### WORK ORDER
Track down each line below containing the string "Party" and copy it.

[Dataset items]
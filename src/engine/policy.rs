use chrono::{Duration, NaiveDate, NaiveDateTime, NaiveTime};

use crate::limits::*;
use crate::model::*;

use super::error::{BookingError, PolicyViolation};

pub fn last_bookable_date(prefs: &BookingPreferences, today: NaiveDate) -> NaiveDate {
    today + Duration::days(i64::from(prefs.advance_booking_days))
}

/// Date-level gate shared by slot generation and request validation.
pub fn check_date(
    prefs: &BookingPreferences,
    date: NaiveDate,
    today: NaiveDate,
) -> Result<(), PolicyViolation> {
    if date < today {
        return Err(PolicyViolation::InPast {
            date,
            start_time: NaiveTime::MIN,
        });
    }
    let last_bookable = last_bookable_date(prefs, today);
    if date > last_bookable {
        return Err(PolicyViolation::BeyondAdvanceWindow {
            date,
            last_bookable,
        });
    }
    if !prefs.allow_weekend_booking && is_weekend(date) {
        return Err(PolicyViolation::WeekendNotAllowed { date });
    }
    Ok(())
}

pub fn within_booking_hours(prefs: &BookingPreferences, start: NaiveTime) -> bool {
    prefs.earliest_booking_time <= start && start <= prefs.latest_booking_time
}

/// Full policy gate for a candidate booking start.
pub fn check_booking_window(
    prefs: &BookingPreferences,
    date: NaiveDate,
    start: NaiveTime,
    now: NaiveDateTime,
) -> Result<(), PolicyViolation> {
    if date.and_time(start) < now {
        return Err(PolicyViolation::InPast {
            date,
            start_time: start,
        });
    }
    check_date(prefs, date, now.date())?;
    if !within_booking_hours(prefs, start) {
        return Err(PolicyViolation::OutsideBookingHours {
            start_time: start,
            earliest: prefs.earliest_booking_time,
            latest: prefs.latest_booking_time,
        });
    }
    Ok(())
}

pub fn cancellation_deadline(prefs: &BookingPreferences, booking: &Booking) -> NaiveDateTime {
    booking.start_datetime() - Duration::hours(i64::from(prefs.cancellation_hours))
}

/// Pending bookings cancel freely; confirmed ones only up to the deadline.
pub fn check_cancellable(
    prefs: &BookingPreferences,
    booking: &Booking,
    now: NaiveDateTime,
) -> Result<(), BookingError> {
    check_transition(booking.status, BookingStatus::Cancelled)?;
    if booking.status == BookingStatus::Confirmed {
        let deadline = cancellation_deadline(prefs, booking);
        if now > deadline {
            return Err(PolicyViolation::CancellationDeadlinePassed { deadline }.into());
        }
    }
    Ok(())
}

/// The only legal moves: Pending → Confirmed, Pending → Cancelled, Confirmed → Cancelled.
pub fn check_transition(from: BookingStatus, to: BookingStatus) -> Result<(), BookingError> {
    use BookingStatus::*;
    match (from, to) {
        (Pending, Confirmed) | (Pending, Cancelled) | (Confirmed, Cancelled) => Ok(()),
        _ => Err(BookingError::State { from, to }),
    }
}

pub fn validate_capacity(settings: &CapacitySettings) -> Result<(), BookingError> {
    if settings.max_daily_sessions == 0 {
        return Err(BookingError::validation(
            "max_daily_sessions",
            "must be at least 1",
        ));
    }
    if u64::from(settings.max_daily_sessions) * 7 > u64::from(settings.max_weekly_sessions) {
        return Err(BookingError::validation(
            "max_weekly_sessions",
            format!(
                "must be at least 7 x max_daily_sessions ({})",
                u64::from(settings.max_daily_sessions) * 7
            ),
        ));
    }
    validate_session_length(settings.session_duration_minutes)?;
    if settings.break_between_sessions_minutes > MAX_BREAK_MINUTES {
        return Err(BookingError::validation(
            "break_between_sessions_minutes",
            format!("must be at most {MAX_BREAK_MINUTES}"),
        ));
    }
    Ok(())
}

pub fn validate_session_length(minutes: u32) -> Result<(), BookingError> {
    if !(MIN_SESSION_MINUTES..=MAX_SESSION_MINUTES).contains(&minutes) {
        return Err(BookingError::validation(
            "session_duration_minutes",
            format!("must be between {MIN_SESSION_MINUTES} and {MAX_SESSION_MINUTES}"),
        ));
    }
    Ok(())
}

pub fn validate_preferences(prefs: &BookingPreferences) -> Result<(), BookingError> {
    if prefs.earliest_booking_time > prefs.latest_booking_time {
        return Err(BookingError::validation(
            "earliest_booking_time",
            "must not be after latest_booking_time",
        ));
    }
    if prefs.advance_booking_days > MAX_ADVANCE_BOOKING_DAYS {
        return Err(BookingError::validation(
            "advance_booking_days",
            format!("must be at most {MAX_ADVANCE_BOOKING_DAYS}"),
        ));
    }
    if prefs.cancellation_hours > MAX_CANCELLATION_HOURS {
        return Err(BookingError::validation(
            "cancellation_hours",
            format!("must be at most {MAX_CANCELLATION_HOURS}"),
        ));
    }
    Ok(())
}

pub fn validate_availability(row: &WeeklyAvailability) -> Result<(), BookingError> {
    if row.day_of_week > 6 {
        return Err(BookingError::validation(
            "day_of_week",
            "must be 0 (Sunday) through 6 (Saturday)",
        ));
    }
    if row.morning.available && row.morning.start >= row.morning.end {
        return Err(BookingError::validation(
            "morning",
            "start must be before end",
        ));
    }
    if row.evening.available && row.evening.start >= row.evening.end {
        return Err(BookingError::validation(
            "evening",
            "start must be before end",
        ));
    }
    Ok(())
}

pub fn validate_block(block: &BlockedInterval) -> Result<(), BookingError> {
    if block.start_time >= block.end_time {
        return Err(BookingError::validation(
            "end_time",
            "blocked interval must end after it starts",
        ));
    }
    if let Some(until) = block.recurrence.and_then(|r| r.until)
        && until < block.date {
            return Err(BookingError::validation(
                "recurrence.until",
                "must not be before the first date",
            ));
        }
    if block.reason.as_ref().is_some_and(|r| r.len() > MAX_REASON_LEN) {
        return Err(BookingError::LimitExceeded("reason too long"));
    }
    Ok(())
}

* * *

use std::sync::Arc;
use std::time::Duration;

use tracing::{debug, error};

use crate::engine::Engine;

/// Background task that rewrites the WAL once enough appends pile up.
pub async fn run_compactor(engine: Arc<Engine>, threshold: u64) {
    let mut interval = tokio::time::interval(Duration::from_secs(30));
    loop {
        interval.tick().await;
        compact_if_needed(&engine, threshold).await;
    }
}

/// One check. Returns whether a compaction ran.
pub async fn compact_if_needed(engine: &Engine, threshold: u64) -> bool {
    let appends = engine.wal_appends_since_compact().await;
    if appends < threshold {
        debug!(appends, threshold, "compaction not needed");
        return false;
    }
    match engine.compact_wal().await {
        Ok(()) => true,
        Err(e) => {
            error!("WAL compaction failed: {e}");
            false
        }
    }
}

* * *

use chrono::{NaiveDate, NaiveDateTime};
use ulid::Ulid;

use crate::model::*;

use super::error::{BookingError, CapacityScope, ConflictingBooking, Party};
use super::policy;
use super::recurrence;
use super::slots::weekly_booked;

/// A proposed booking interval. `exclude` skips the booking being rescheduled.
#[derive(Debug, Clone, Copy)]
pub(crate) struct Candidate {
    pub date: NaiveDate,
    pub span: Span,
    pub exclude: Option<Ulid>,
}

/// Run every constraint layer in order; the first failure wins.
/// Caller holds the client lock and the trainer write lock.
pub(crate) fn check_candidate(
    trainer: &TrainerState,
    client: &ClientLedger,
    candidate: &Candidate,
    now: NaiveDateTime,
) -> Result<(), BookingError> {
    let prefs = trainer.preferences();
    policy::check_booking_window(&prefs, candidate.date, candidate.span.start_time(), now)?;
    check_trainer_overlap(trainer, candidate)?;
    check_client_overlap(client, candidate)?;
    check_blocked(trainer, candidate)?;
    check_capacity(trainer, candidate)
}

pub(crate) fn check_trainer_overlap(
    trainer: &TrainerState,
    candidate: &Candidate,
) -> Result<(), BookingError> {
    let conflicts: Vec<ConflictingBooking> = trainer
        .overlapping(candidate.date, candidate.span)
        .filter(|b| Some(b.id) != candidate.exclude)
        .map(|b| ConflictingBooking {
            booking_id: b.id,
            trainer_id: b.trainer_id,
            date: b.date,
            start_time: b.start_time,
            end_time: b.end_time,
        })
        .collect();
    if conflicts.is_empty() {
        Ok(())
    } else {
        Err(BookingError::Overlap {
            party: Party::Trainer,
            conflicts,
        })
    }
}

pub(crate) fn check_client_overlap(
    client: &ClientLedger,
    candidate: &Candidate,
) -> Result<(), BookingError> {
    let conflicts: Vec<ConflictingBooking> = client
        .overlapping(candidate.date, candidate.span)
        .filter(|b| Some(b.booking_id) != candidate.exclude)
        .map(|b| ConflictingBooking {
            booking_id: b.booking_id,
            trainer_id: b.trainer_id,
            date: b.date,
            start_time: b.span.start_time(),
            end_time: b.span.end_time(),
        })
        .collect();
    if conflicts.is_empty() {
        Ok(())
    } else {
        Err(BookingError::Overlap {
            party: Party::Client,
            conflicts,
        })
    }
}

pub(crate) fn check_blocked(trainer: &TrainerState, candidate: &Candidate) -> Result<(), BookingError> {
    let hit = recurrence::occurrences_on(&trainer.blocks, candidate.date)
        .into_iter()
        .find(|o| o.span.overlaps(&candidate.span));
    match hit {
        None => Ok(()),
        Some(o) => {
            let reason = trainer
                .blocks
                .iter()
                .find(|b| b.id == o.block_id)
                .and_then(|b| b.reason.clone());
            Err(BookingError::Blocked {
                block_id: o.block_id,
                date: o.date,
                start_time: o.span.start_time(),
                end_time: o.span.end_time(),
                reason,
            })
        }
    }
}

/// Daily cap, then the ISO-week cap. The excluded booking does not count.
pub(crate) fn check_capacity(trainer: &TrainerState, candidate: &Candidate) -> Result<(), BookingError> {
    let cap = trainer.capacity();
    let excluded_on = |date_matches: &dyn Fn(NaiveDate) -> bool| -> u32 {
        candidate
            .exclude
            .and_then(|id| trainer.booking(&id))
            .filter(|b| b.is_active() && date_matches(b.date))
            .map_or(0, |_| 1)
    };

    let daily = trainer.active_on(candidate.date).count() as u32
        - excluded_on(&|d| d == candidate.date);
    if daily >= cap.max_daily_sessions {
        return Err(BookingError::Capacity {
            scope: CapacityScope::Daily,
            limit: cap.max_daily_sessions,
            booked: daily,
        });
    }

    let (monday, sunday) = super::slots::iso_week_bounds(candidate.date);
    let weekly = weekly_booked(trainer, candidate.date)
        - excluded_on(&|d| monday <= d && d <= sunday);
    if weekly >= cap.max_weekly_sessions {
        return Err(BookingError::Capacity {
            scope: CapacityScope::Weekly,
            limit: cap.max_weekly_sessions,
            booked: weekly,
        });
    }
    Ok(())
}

### RESULT
use super::error::{BookingError, CapacityScope, ConflictingBooking, Party};
            party: Party::Trainer,
            party: Party::Client,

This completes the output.